El Gato eficaz, for example, just started pouring out of me. It was a very intense experience. I was a writer in residence at the International Writing Program at the University of Iowa, and after a couple of blank months, this strange text came into being—and with such unusual language, so wicked and crazy. The words I used in telling that story were so unfamiliar to me that I had to write them down the minute they came. I was writing in elevators, I was writing in the streets, I was writing all over the place, on little notebooks and pieces of paper, trying to get hold of every phrase.

INTERVIEWER

What about Black Novel with Argentines? How did that start?

VALENZUELA

I was in New York and I thought I wanted to write a detective novel à la Chandler, but by the second page my intentions had flopped. I already knew who the killer was and who the victim was and how he had killed her. I knew, and I couldn’t lie to the reader. I realized then that the real, and only, search had to be for the motive of the crime. I went on writing, and not getting any wiser about it. Many times I thought I would have to throw the whole thing away. All the while, these flashes about repression in Argentina kept popping into the mind of my Argentine protagonist, Agustín Palant. Finally, I saw the complete picture—the return of the repressed—and knew I had to be very careful not to spell it out bluntly. Since the story deals with repression it is also about what cannot easily be said. Argentina, like Agustín, needs to know, but doesn’t want to hear.

INTERVIEWER

How do you deal with politics in your writing?

VALENZUELA

When I was young and all of those literary discussions were taking place in my home, the idea of politics in writing was anathema. Only Ernesto Sábato insisted that you could use politics in fiction. For Borges and the people around him, politics was a dirty word. You know, art for art’s sake. So back then I thought that you shouldn’t put politics where your mind was, where your writing was.
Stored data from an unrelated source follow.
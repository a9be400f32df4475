//!
//! `toker` - print the tokens of a source file.
//!

use std::{
    io::{self, BufWriter, Write},
    path::PathBuf,
};

use anyhow::Context;
use clap::Parser;
use toker::{Goal, Lexeme, ScannerConfig, SourceFile};
use tracing_subscriber::{layer::SubscriberExt, util::SubscriberInitExt};

#[derive(Debug, Parser)]
#[command(name = "toker", version, about = "Tokenize ECMAScript-like source text")]
struct Cli {
    /// File to tokenize.
    file: PathBuf,

    /// Print comments as tokens instead of skipping them.
    #[arg(long)]
    emit_comments: bool,

    /// Label for the `source` of every token (defaults to the file path).
    #[arg(long)]
    label: Option<String>,

    /// Read every `/` as division rather than the start of a regular expression.
    #[arg(long)]
    div: bool,
}

fn main() -> anyhow::Result<()> {
    tracing_subscriber::registry()
        .with(tracing_subscriber::fmt::layer().with_writer(io::stderr))
        .with(tracing_subscriber::EnvFilter::from_default_env())
        .init();

    let cli = Cli::parse();

    let file = SourceFile::read_from_file(&cli.file)
        .with_context(|| format!("Could not read {}", cli.file.display()))?;

    let mut out = BufWriter::new(io::stdout().lock());
    tokenize(&cli, &file, &mut out)?;

    out.flush()?;
    Ok(())
}

///
/// Write one line per token of `file`: `loc  tag  lexeme`.
///
fn tokenize(cli: &Cli, file: &SourceFile, out: &mut impl Write) -> anyhow::Result<()> {
    let mut config = ScannerConfig::default().emit_comments(cli.emit_comments);
    if let Some(label) = &cli.label {
        config = config.with_source(label.as_str());
    }

    let goal = if cli.div { Goal::Div } else { Goal::RegExp };
    let mut scanner = file.scanner(config);

    loop {
        let token = scanner
            .next_token_with(goal)
            .with_context(|| format!("Could not tokenize {}", file.path()))?;

        if token.is_eof() {
            break;
        }

        let lexeme = match &token.lexeme {
            Lexeme::Text(text) => format!("{text:?}"),
            Lexeme::Number(n) => n.to_string(),
        };

        writeln!(out, "{}\t{}\t{}", token.loc, token.tag, lexeme)?;
    }

    Ok(())
}
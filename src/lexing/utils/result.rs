use std::fmt::{Display, Formatter};

use thiserror::Error;

use crate::common::Position;

use super::SourceStream;

///
/// Lexical constructs that must be closed
/// before the end of input.
///
#[derive(Debug, Clone, Copy, PartialEq, Eq, Hash)]
pub enum LiteralKind {
    String,
    RegularExpression,
    BlockComment,
}

impl Display for LiteralKind {
    fn fmt(&self, f: &mut Formatter<'_>) -> std::fmt::Result {
        f.write_str(match self {
            LiteralKind::String => "string literal",
            LiteralKind::RegularExpression => "regular expression literal",
            LiteralKind::BlockComment => "block comment",
        })
    }
}

///
/// Errors that can occur during scanning.
///
/// Unrecognised characters are never an error:
/// they come out as single-character tokens.
///
#[derive(Debug, Clone, Error, PartialEq, Eq, Hash)]
pub enum ScanError {
    ///
    /// The end of input was reached inside a literal or comment.
    ///
    #[error("Unterminated {kind}\n\tat {start}")]
    UnterminatedLiteral { kind: LiteralKind, start: Position },
}

///
/// Convenience type for scanner results.
///
pub type ScanResult<T> = Result<T, ScanError>;

impl<'a> SourceStream<'a> {
    ///
    /// Make an unterminated-literal error for a construct
    /// which began at `start`.
    ///
    pub fn unterminated(&self, kind: LiteralKind, start: Position) -> ScanError {
        ScanError::UnterminatedLiteral { kind, start }
    }
}
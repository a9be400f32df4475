//!
//! The process of lexing involves converting [char]s
//! from source code into lexical tokens according to
//! some [lexical grammar](https://en.wikipedia.org/wiki/Lexical_grammar).
//!

pub mod config;
pub mod scanner;
pub mod tokens;
pub mod utils;

pub use self::{
    config::{CharClass, ConfigError, ScannerConfig},
    scanner::{Goal, Scanner},
    tokens::{Lexeme, Tag, Token},
    utils::{LiteralKind, ScanError, ScanResult},
};
use finl_unicode::categories::{CharacterCategories, MinorCategory};
use toker_macros::{ECMARef, Spanned};

use crate::{
    common::Span,
    lexing::{
        utils::{LexT, ScanResult, SourceStream},
        ScannerConfig,
    },
};

use super::{comment::Comment, line_terminator::LineTerminatorSequence};

///
/// Whitespace characters (e.g. spaces, tabs, etc.).
///
#[ECMARef("WhiteSpace", "https://262.ecma-international.org/5.1/#sec-7.2")]
#[derive(Debug, Spanned)]
pub struct WhiteSpace {
    span: Span,
}

impl WhiteSpace {
    ///
    /// Implementation matching Table 2 in [Section 7.2](https://262.ecma-international.org/5.1/#sec-7.2).
    ///
    pub fn is_whitespace(ch: &char) -> bool {
        use MinorCategory::*;

        match ch {
            '\u{0009}' | '\u{000B}' | '\u{000C}' | '\u{0020}' | '\u{00A0}' | '\u{FEFF}' => true,
            c if c.get_minor_category() == Zs => true,
            _ => false,
        }
    }
}

impl LexT for WhiteSpace {
    fn peek(input: &SourceStream, _: &ScannerConfig) -> bool {
        input.upcoming(Self::is_whitespace)
    }

    fn lex(input: &mut SourceStream, _: &ScannerConfig) -> ScanResult<Self> {
        let start = input.loc();
        input.take_while(Self::is_whitespace);

        Ok(Self {
            span: input.span_from(start),
        })
    }
}

///
/// Skip everything between tokens: line terminators, whitespace and,
/// unless they are emitted as tokens, comments.
///
pub fn skip(input: &mut SourceStream, config: &ScannerConfig) -> ScanResult<()> {
    loop {
        if LineTerminatorSequence::peek(input, config) {
            LineTerminatorSequence::lex(input, config)?;
        } else if WhiteSpace::peek(input, config) {
            WhiteSpace::lex(input, config)?;
        } else if !config.emit_comments && Comment::peek(input, config) {
            Comment::lex(input, config)?;
        } else {
            return Ok(());
        }
    }
}

#[cfg(test)]
mod tests {
    use crate::{
        common::{Position, SourceFile},
        lexing::{
            utils::{LiteralKind, ScanError, SourceStream},
            ScannerConfig,
        },
    };

    use super::{skip, WhiteSpace};

    #[test]
    fn unicode_spaces() {
        for ch in ['\t', '\u{000B}', '\u{000C}', ' ', '\u{00A0}', '\u{FEFF}', '\u{2003}', '\u{3000}'] {
            assert!(WhiteSpace::is_whitespace(&ch), "{ch:?}");
        }

        for ch in ['\n', '\r', '\u{2028}', 'a', '_'] {
            assert!(!WhiteSpace::is_whitespace(&ch), "{ch:?}");
        }
    }

    #[test]
    fn skips_comments() {
        let src = SourceFile::dummy_file("  // one\n\t/* two\n three */  x");
        let input = &mut SourceStream::new(src.contents());
        skip(input, &ScannerConfig::default()).unwrap();

        assert_eq!(input.peek(), Some('x'));
        assert_eq!(input.position(), Position::new(3, 11));
    }

    #[test]
    fn keeps_comments_when_emitting() {
        let input = &mut SourceStream::new("  \n // one");
        skip(input, &ScannerConfig::default().emit_comments(true)).unwrap();

        assert!(input.upcoming("//"));
        assert_eq!(input.position(), Position::new(2, 1));
    }

    #[test]
    fn unterminated_comment() {
        let input = &mut SourceStream::new("\n  /* never closed");
        let err = skip(input, &ScannerConfig::default()).unwrap_err();

        assert_eq!(
            err,
            ScanError::UnterminatedLiteral {
                kind: LiteralKind::BlockComment,
                start: Position::new(2, 2),
            }
        );
        assert!(input.is_finished());
    }
}
//!
//! ## Decimal literals
//!
//! A run of ASCII digits, nothing more: no fraction, exponent,
//! hex/octal prefix or separators. `12.5` scans as `12`, `.`, `5`.
//!

use toker_macros::Spanned;

use crate::{
    common::Span,
    lexing::{
        utils::{LexT, ScanResult, SourceStream},
        ScannerConfig,
    },
};

use super::{Lexeme, Tag, TokenValue};

#[inline]
pub fn is_decimal_digit(ch: &char) -> bool {
    ch.is_ascii_digit()
}

#[derive(Debug, Spanned)]
pub struct DecimalLiteral {
    span: Span,
    value: f64,
}

impl DecimalLiteral {
    pub fn value(&self) -> f64 {
        self.value
    }
}

impl LexT for DecimalLiteral {
    fn peek(input: &SourceStream, _: &ScannerConfig) -> bool {
        input.upcoming(is_decimal_digit)
    }

    fn lex(input: &mut SourceStream, _: &ScannerConfig) -> ScanResult<Self> {
        let start = input.loc();

        let value = input
            .take_while(is_decimal_digit)
            .bytes()
            .fold(0.0, |value, digit| 10.0 * value + f64::from(digit - b'0'));

        Ok(Self {
            span: input.span_from(start),
            value,
        })
    }
}

impl TokenValue for DecimalLiteral {
    fn into_value(self) -> (Tag, Lexeme) {
        (Tag::DecimalLiteral, Lexeme::Number(self.value))
    }
}
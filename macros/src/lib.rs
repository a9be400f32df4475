//!
//! Macros for the main crate.
//!

mod type_traversal;
mod utils;

use proc_macro::TokenStream as Tokens;
use quote::{quote, ToTokens};
use syn::parse_macro_input;
use type_traversal::{field_access, is_named_type, variant_path};
use utils::{get_item_attrs, get_struct_member_where_type, ECMARef, ToRustdoc};

///
/// ## ECMARef
///
/// Allows easy reference of the **ECMAScript** specification.
///
/// This macro will add an additional section at the top of the Rustdoc
/// for the item attached, linking to the relevant section in the specification.
///
/// ### Example
///
/// ```ignore
/// use toker_macros::ECMARef;
///
/// // You must always include an acompanying URL.
/// #[ECMARef("WhiteSpace", "https://262.ecma-international.org/5.1/#sec-7.2")]
/// struct WhiteSpace;
/// ```
///
#[allow(non_snake_case)]
#[proc_macro_attribute]
pub fn ECMARef(params: Tokens, target: Tokens) -> Tokens {
    let mut target: syn::Item = parse_macro_input!(target);
    let params: ECMARef = parse_macro_input!(params);
    let attrs = params.to_rustdoc();

    let Some(original_attrs) = get_item_attrs(&mut target) else {
        return syn::Error::new_spanned(target, "Cannot add an ECMAScript reference to this item.")
            .into_compile_error()
            .into();
    };

    // Prepend our new documentation to the start of
    // the attribute macros.
    *original_attrs = attrs
        .into_iter()
        .chain(original_attrs.iter().cloned())
        .collect();

    target.into_token_stream().into()
}

///
/// ## Spanned
///
/// Implements `crate::common::Spanned` for:
/// * structs with a field of type `Span`, and
/// * enums whose variants each wrap a single [Spanned] value.
///
#[proc_macro_derive(Spanned)]
pub fn spanned(target: Tokens) -> Tokens {
    let target: syn::Item = parse_macro_input!(target);

    let output = match target {
        syn::Item::Struct(st) => spanned_struct(st),
        syn::Item::Enum(en) => spanned_enum(en),
        other => syn::Error::new_spanned(other, "Spanned can only be derived for structs and enums.")
            .into_compile_error(),
    };

    output.into()
}

fn spanned_struct(st: syn::ItemStruct) -> proc_macro2::TokenStream {
    let Some(member) = get_struct_member_where_type(&st, |ty| is_named_type(ty, "Span").is_some())
    else {
        return syn::Error::new_spanned(&st.ident, "Expected a field of type `Span`.")
            .into_compile_error();
    };

    let ident = &st.ident;
    let access = field_access(member);
    let (impl_generics, ty_generics, where_clause) = st.generics.split_for_impl();

    quote! {
        impl #impl_generics crate::common::Spanned for #ident #ty_generics #where_clause {
            fn span(&self) -> crate::common::Span {
                #access
            }
        }
    }
}

fn spanned_enum(en: syn::ItemEnum) -> proc_macro2::TokenStream {
    let mut arms = vec![];

    for variant in &en.variants {
        match &variant.fields {
            syn::Fields::Unnamed(syn::FieldsUnnamed { unnamed, .. }) if unnamed.len() == 1 => {
                let path = variant_path(&variant.ident);
                arms.push(quote! {
                    #path(inner) => crate::common::Spanned::span(inner),
                });
            }
            _ => {
                return syn::Error::new_spanned(
                    variant,
                    "Each variant must wrap exactly one `Spanned` value.",
                )
                .into_compile_error();
            }
        }
    }

    let ident = &en.ident;
    let (impl_generics, ty_generics, where_clause) = en.generics.split_for_impl();

    quote! {
        impl #impl_generics crate::common::Spanned for #ident #ty_generics #where_clause {
            fn span(&self) -> crate::common::Span {
                match self {
                    #(#arms)*
                }
            }
        }
    }
}

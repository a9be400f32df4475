//!
//! A source file.
//!

use std::{path::Path, sync::Arc};

use crate::lexing::{Scanner, ScannerConfig};

use super::Spanned;

///
/// A fully materialized source buffer,
/// labelled with where it came from.
///
#[derive(Debug, Clone)]
pub struct SourceFile {
    path: Arc<str>,
    contents: String,
}

impl SourceFile {
    ///
    /// Wrap already-loaded source text.
    ///
    pub fn new(path: impl AsRef<str>, contents: impl Into<String>) -> Self {
        Self {
            path: Arc::from(path.as_ref()),
            contents: contents.into(),
        }
    }

    ///
    /// TESTING ONLY
    /// ***
    /// Create a dumy file with a fake path.
    ///
    #[cfg(test)]
    pub fn dummy_file(contents: &'static str) -> Self {
        Self::new("DUMMY.FILE", contents)
    }

    ///
    /// Attempts to read source code from a given file path.
    ///
    pub fn read_from_file<P: AsRef<Path>>(path: P) -> std::io::Result<Self> {
        let path = path.as_ref();
        let contents = std::fs::read_to_string(path)?;

        Ok(Self::new(path.to_string_lossy(), contents))
    }

    pub fn path(&self) -> &str {
        &self.path
    }

    pub fn contents(&self) -> &str {
        &self.contents
    }

    ///
    /// Returns the source code at a given [Span], if within bounds.
    ///
    pub fn source_at(&self, span: impl Spanned) -> Option<&str> {
        self.contents.get(span.span().as_range())
    }

    ///
    /// Start scanning this file.
    ///
    /// Unless `config` already carries a source label,
    /// tokens are labelled with this file's path.
    ///
    pub fn scanner(&self, config: ScannerConfig) -> Scanner<'_> {
        let config = match config.source {
            Some(_) => config,
            None => config.with_source(self.path.clone()),
        };

        Scanner::new(&self.contents, config)
    }
}

#[cfg(test)]
mod tests {
    use crate::{
        common::{Span, Spanned},
        lexing::ScannerConfig,
    };

    use super::SourceFile;

    #[test]
    fn source_at() {
        let f = SourceFile::dummy_file("PEN\nPINEAPPLE\nAPPLE\nPEN");
        assert_eq!(f.source_at(Span::new(4, 13)), Some("PINEAPPLE"));
        assert_eq!(f.source_at(Span::new(20, 99)), None);
    }

    #[test]
    fn labels_tokens_with_path() {
        let f = SourceFile::dummy_file("apple pen");
        let tokens = f.scanner(ScannerConfig::default()).all_tokens().unwrap();

        assert_eq!(tokens.len(), 2);
        assert!(tokens.iter().all(|t| t.source.as_deref() == Some("DUMMY.FILE")));
        assert_eq!(f.source_at(tokens[1].span()), Some("pen"));
    }

    #[test]
    fn explicit_label_wins() {
        let f = SourceFile::dummy_file("x");
        let token = f
            .scanner(ScannerConfig::default().with_source("inline"))
            .next_token()
            .unwrap();

        assert_eq!(token.source.as_deref(), Some("inline"));
    }
}
//!
//! ## Single characters
//!
//! Whatever no other rule claims is one token of one character:
//! the punctuators `{ } ( ) [ ] ; , . : ? ~`, and anything unrecognised.
//!

use toker_macros::Spanned;

use crate::{
    common::Span,
    lexing::{
        utils::{LexT, ScanResult, SourceStream},
        ScannerConfig,
    },
};

use super::{Lexeme, Tag, TokenValue};

#[derive(Debug, Spanned)]
pub struct Single {
    span: Span,
    raw: char,
}

impl Single {
    pub fn raw(&self) -> char {
        self.raw
    }
}

impl LexT for Single {
    fn peek(input: &SourceStream, _: &ScannerConfig) -> bool {
        !input.is_finished()
    }

    fn lex(input: &mut SourceStream, _: &ScannerConfig) -> ScanResult<Self> {
        let start = input.loc();
        // Dispatch only reaches here with input left.
        let raw = input.take().unwrap_or_default();

        Ok(Self {
            span: input.span_from(start),
            raw,
        })
    }
}

impl TokenValue for Single {
    fn into_value(self) -> (Tag, Lexeme) {
        (Tag::Char(self.raw), Lexeme::Text(self.raw.to_string()))
    }
}

#[cfg(test)]
mod tests {
    use crate::{
        common::Spanned,
        lexing::{
            tokens::{Lexeme, Tag, TokenValue},
            utils::{LexT, SourceStream},
            ScannerConfig,
        },
    };

    use super::Single;

    #[test]
    fn one_character() {
        let config = &ScannerConfig::default();
        let input = &mut SourceStream::new("€;");

        let single = Single::lex(input, config).unwrap();
        assert_eq!(single.raw(), '€');
        assert_eq!(single.span().len(), 3);

        let single = Single::lex(input, config).unwrap();
        assert_eq!(single.into_value(), (Tag::Char(';'), Lexeme::from(";")));
        assert!(!Single::peek(input, config));
    }
}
Now I know differently. Although the only way to deal with politics in literature is to avoid the message at all costs, without being self-righteous or judgmental. I learned that lesson inadvertently in the process of writing Strange Things Happen Here in 1975. Returning from two years of travel, I was faced with such a violent Buenos Aires that I didn’t recognize my city anymore. I decided that the only way I could understand—or at least have a feeling of belonging—was by writing; I decided to write a story a day, somewhat like an AA program. So I went to the local cafés, where the paranoid feelings were so palpable that any phrase I could pick up triggered a story. Often the phrases I would overhear had nothing to do with what people were actually saying.

INTERVIEWER

Do you mean that you misheard them, or that their speech was codified in some way?

VALENZUELA

Both. The basic idea was to work around what goes unsaid yet is there, throbbing. To grasp the underlying paranoia. Usually, I misheard the phrases—but it is true that everything more or less political was said elliptically or in a coded manner. Anyway, what was important to me then were random words that would trigger my imagination. Using black humor, the grotesque, the exasperation of language, I managed to depict the horror of oppression and torture, and reintegrate myself into the reality we were living then. I wrote thirty stories in one month. In the process, I learned how to write politics without giving a message.

INTERVIEWER

Is it important to avoid the message because it makes for better fiction, or because it more easily eludes censorship?

VALENZUELA

I don’t have a real message to give; I don’t know the solution. But if I believed I did, I would write an essay, a column, even a pamphlet—and never contaminate fiction with a message. On the contrary, I believe fiction is a search shared with the reader.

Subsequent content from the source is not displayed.